▸ **TASK**
Once the line containing "assert_eq!(entry.metadata_url(), None);" is found, please set it down along with each following line, exactly, to the end of the material.
■ ■ ■
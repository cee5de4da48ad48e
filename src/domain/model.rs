use serde::{Deserialize, Serialize};
use std::collections::BTreeMap;

/// The merged automation catalog: every module and every BOM/solution entry
/// from the configured catalog sources, in source order.
#[derive(Debug, Clone, Default, PartialEq, Serialize, Deserialize)]
#[serde(rename_all = "camelCase")]
pub struct Catalog {
    #[serde(default)]
    pub modules: Vec<ModuleDescriptor>,
    #[serde(default)]
    pub boms: Vec<CatalogEntry>,
    #[serde(default)]
    pub aliases: Vec<ModuleAlias>,
}

impl Catalog {
    /// 依名稱查找 BOM/solution 條目（第一個符合者）
    pub fn entry(&self, name: &str) -> Option<&CatalogEntry> {
        self.boms.iter().find(|entry| entry.name == name)
    }

    pub fn solution(&self, name: &str) -> Option<&CatalogEntry> {
        self.boms
            .iter()
            .find(|entry| entry.name == name && entry.kind == EntryKind::Solution)
    }

    pub fn entries_of(&self, kind: EntryKind) -> impl Iterator<Item = &CatalogEntry> {
        self.boms.iter().filter(move |entry| entry.kind == kind)
    }

    /// Appends another source document, keeping source order.
    pub fn merge(&mut self, other: CatalogDocument) {
        self.modules.extend(other.modules);
        for category in other.categories {
            self.modules
                .extend(category.modules.into_iter().map(|mut module| {
                    if module.category.is_empty() {
                        module.category = category.category.clone();
                    }
                    module
                }));
        }
        self.boms.extend(other.boms);
        self.aliases.extend(other.aliases);
    }
}

/// One catalog source document as published at a catalog URL.
#[derive(Debug, Clone, Default, Deserialize)]
#[serde(rename_all = "camelCase")]
pub struct CatalogDocument {
    #[serde(default)]
    pub modules: Vec<ModuleDescriptor>,
    #[serde(default)]
    pub categories: Vec<CatalogCategory>,
    #[serde(default)]
    pub boms: Vec<CatalogEntry>,
    #[serde(default)]
    pub aliases: Vec<ModuleAlias>,
}

#[derive(Debug, Clone, Default, Deserialize)]
pub struct CatalogCategory {
    #[serde(default)]
    pub category: String,
    #[serde(default)]
    pub modules: Vec<ModuleDescriptor>,
}

#[derive(Debug, Clone, PartialEq, Serialize, Deserialize)]
pub struct ModuleAlias {
    pub id: String,
    #[serde(default)]
    pub aliases: Vec<String>,
}

#[derive(Debug, Clone, Default, PartialEq, Serialize, Deserialize)]
#[serde(rename_all = "camelCase")]
pub struct ModuleDescriptor {
    #[serde(default)]
    pub id: String,
    pub name: String,
    #[serde(default, skip_serializing_if = "Option::is_none")]
    pub alias: Option<String>,
    #[serde(default)]
    pub alias_ids: Vec<String>,
    #[serde(default)]
    pub category: String,
    #[serde(default, skip_serializing_if = "Option::is_none")]
    pub description: Option<String>,
    #[serde(default, skip_serializing_if = "Option::is_none")]
    pub display_name: Option<String>,
    #[serde(default)]
    pub platforms: Vec<String>,
    #[serde(default, skip_serializing_if = "Option::is_none")]
    pub provider: Option<String>,
    #[serde(default)]
    pub tags: Vec<String>,
    #[serde(default, skip_serializing_if = "Option::is_none")]
    pub documentation: Option<String>,
    #[serde(default)]
    pub versions: Vec<ModuleVersion>,
}

impl ModuleDescriptor {
    pub fn version_strings(&self) -> Vec<String> {
        self.versions
            .iter()
            .map(|v| v.version().to_string())
            .collect()
    }
}

/// Catalog sources list versions either as bare strings or as `{version: ...}` objects.
#[derive(Debug, Clone, PartialEq, Serialize, Deserialize)]
#[serde(untagged)]
pub enum ModuleVersion {
    Plain(String),
    Detailed { version: String },
}

impl ModuleVersion {
    pub fn version(&self) -> &str {
        match self {
            ModuleVersion::Plain(version) => version,
            ModuleVersion::Detailed { version } => version,
        }
    }
}

#[derive(Debug, Clone, Copy, PartialEq, Eq, Hash, Serialize, Deserialize)]
#[serde(rename_all = "lowercase")]
pub enum EntryKind {
    Bom,
    Solution,
    #[serde(other)]
    Other,
}

/// A named, versioned BOM or solution manifest listed in the catalog.
#[derive(Debug, Clone, PartialEq, Serialize, Deserialize)]
#[serde(rename_all = "camelCase")]
pub struct CatalogEntry {
    pub name: String,
    #[serde(rename = "type", default = "default_entry_kind")]
    pub kind: EntryKind,
    #[serde(default, skip_serializing_if = "Option::is_none")]
    pub display_name: Option<String>,
    #[serde(default, skip_serializing_if = "Option::is_none")]
    pub description: Option<String>,
    #[serde(default, skip_serializing_if = "Option::is_none")]
    pub category: Option<String>,
    #[serde(default)]
    pub versions: Vec<EntryVersion>,
}

fn default_entry_kind() -> EntryKind {
    EntryKind::Bom
}

impl CatalogEntry {
    /// The manifest location of the first listed version.
    pub fn metadata_url(&self) -> Option<&str> {
        self.versions
            .first()
            .and_then(|version| version.metadata_url.as_deref())
    }
}

#[derive(Debug, Clone, PartialEq, Serialize, Deserialize)]
#[serde(rename_all = "camelCase")]
pub struct EntryVersion {
    #[serde(default)]
    pub version: String,
    #[serde(default, skip_serializing_if = "Option::is_none")]
    pub metadata_url: Option<String>,
}

#[derive(Debug, Clone, Copy, PartialEq, Eq, Serialize, Deserialize)]
#[serde(rename_all = "lowercase")]
pub enum ServiceStatus {
    Pending,
    Beta,
    Released,
}

impl std::fmt::Display for ServiceStatus {
    fn fmt(&self, f: &mut std::fmt::Formatter<'_>) -> std::fmt::Result {
        let label = match self {
            ServiceStatus::Pending => "pending",
            ServiceStatus::Beta => "beta",
            ServiceStatus::Released => "released",
        };
        f.write_str(label)
    }
}

/// A catalog module enriched with its lifecycle status.
#[derive(Debug, Clone, PartialEq, Serialize, Deserialize)]
#[serde(rename_all = "camelCase")]
pub struct ServiceSummary {
    pub id: String,
    pub name: String,
    #[serde(default, skip_serializing_if = "Option::is_none")]
    pub alias: Option<String>,
    #[serde(default)]
    pub alias_ids: Vec<String>,
    pub category: String,
    #[serde(default, skip_serializing_if = "Option::is_none")]
    pub description: Option<String>,
    #[serde(default, skip_serializing_if = "Option::is_none")]
    pub display_name: Option<String>,
    #[serde(default)]
    pub platforms: Vec<String>,
    #[serde(default, skip_serializing_if = "Option::is_none")]
    pub provider: Option<String>,
    #[serde(default)]
    pub tags: Vec<String>,
    #[serde(default, skip_serializing_if = "Option::is_none")]
    pub documentation: Option<String>,
    pub versions: Vec<String>,
    pub status: ServiceStatus,
}

/// Kubernetes-style manifest header shared by BOM and solution documents.
#[derive(Debug, Clone, Default, Deserialize)]
#[serde(rename_all = "camelCase")]
pub struct ManifestMetadata {
    #[serde(default)]
    pub name: String,
    #[serde(default)]
    pub labels: BTreeMap<String, String>,
    #[serde(default)]
    pub annotations: BTreeMap<String, String>,
}

#[derive(Debug, Clone, PartialEq, Serialize, Deserialize)]
pub struct StackItem {
    pub name: String,
    #[serde(default, skip_serializing_if = "Option::is_none")]
    pub layer: Option<String>,
    #[serde(default, skip_serializing_if = "Option::is_none")]
    pub description: Option<String>,
}

/// Persisted public solution, imported from a solution manifest.
#[derive(Debug, Clone, PartialEq, Serialize, Deserialize)]
pub struct SolutionRecord {
    pub id: String,
    pub name: String,
    pub short_desc: String,
    pub long_desc: String,
    pub public: bool,
    pub techzone: bool,
    pub platform: Option<String>,
    pub yaml: String,
}

/// Persisted reference architecture, imported from a BOM manifest.
#[derive(Debug, Clone, PartialEq, Serialize, Deserialize)]
pub struct ArchitectureRecord {
    pub arch_id: String,
    pub name: String,
    pub short_desc: String,
    pub long_desc: String,
    pub public: bool,
    pub platform: Option<String>,
    pub yaml: String,
}

/// One module of a reference architecture.
#[derive(Debug, Clone, PartialEq, Serialize, Deserialize)]
pub struct BomRecord {
    pub arch_id: String,
    pub service_id: String,
    pub desc: String,
    pub yaml: String,
}

/// Deployment environment. Background sync only runs outside dev and test.
#[derive(Debug, Clone, Copy, PartialEq, Eq, Default, Serialize, Deserialize)]
#[serde(rename_all = "lowercase")]
pub enum Environment {
    #[default]
    Production,
    Staging,
    Dev,
    Test,
}

impl Environment {
    pub fn runs_background_sync(&self) -> bool {
        !matches!(self, Environment::Dev | Environment::Test)
    }
}

impl std::str::FromStr for Environment {
    type Err = String;

    fn from_str(s: &str) -> Result<Self, Self::Err> {
        match s.to_ascii_lowercase().as_str() {
            "production" | "prod" => Ok(Environment::Production),
            "staging" => Ok(Environment::Staging),
            "dev" | "development" => Ok(Environment::Dev),
            "test" => Ok(Environment::Test),
            other => Err(format!("unknown environment '{}'", other)),
        }
    }
}

impl std::fmt::Display for Environment {
    fn fmt(&self, f: &mut std::fmt::Formatter<'_>) -> std::fmt::Result {
        let label = match self {
            Environment::Production => "production",
            Environment::Staging => "staging",
            Environment::Dev => "dev",
            Environment::Test => "test",
        };
        f.write_str(label)
    }
}

#[derive(Debug, Clone, Default, PartialEq, Eq)]
pub struct SyncReport {
    pub imported: usize,
    pub failed: usize,
}

#[derive(Debug, Clone, Copy, PartialEq, Eq, Default)]
pub enum BundleFormat {
    #[default]
    Zip,
}

#[derive(Debug, Clone, Default)]
pub struct BundleOptions {
    pub flatten: bool,
    pub base_path: Option<String>,
}

/// Opaque result of the bundle builder, handed back to it for writing.
#[derive(Debug, Clone)]
pub struct BundleHandle {
    pub name: String,
    pub files: Vec<(String, Vec<u8>)>,
}

#[cfg(test)]
mod tests {
    use super::*;

    #[test]
    fn test_catalog_document_merges_categories() {
        let yaml = r#"
categories:
  - category: network
    modules:
      - id: github.com/org/terraform-vpc
        name: vpc
        versions:
          - version: v1.2.0
          - v1.1.0
boms:
  - name: sol1
    type: solution
    versions:
      - version: v1.0.0
        metadataUrl: http://example.com/sol1.yaml
  - name: bom1
    versions: []
"#;
        let document: CatalogDocument = serde_yaml_ng::from_str(yaml).unwrap();
        let mut catalog = Catalog::default();
        catalog.merge(document);

        assert_eq!(catalog.modules.len(), 1);
        assert_eq!(catalog.modules[0].category, "network");
        assert_eq!(catalog.modules[0].version_strings(), vec!["v1.2.0", "v1.1.0"]);
        assert_eq!(catalog.entry("bom1").unwrap().kind, EntryKind::Bom);
        assert_eq!(
            catalog.solution("sol1").unwrap().metadata_url(),
            Some("http://example.com/sol1.yaml")
        );
        assert!(catalog.solution("bom1").is_none());
    }

    #[test]
    fn test_unknown_entry_type_is_other() {
        let entry: CatalogEntry =
            serde_json::from_value(serde_json::json!({"name": "x", "type": "pattern"})).unwrap();
        assert_eq!(entry.kind, EntryKind::Other);
        assert_eq!(entry.metadata_url(), None);
    }

    #[test]
    fn test_environment_gates_background_sync() {
        assert!("production".parse::<Environment>().unwrap().runs_background_sync());
        assert!("staging".parse::<Environment>().unwrap().runs_background_sync());
        assert!(!"dev".parse::<Environment>().unwrap().runs_background_sync());
        assert!(!"TEST".parse::<Environment>().unwrap().runs_background_sync());
        assert!("qa".parse::<Environment>().is_err());
    }
}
■ ■ ■
▸ **EXERCISE ANSWER**
        assert_eq!(entry.metadata_url(), None);
    }

    #[test]
    fn test_environment_gates_background_sync() {
        assert!("production".parse::<Environment>().unwrap().runs_background_sync());
        assert!("staging".parse::<Environment>().unwrap().runs_background_sync());
        assert!(!"dev".parse::<Environment>().unwrap().runs_background_sync());
        assert!(!"TEST".parse::<Environment>().unwrap().runs_background_sync());
        assert!("qa".parse::<Environment>().is_err());
    }
}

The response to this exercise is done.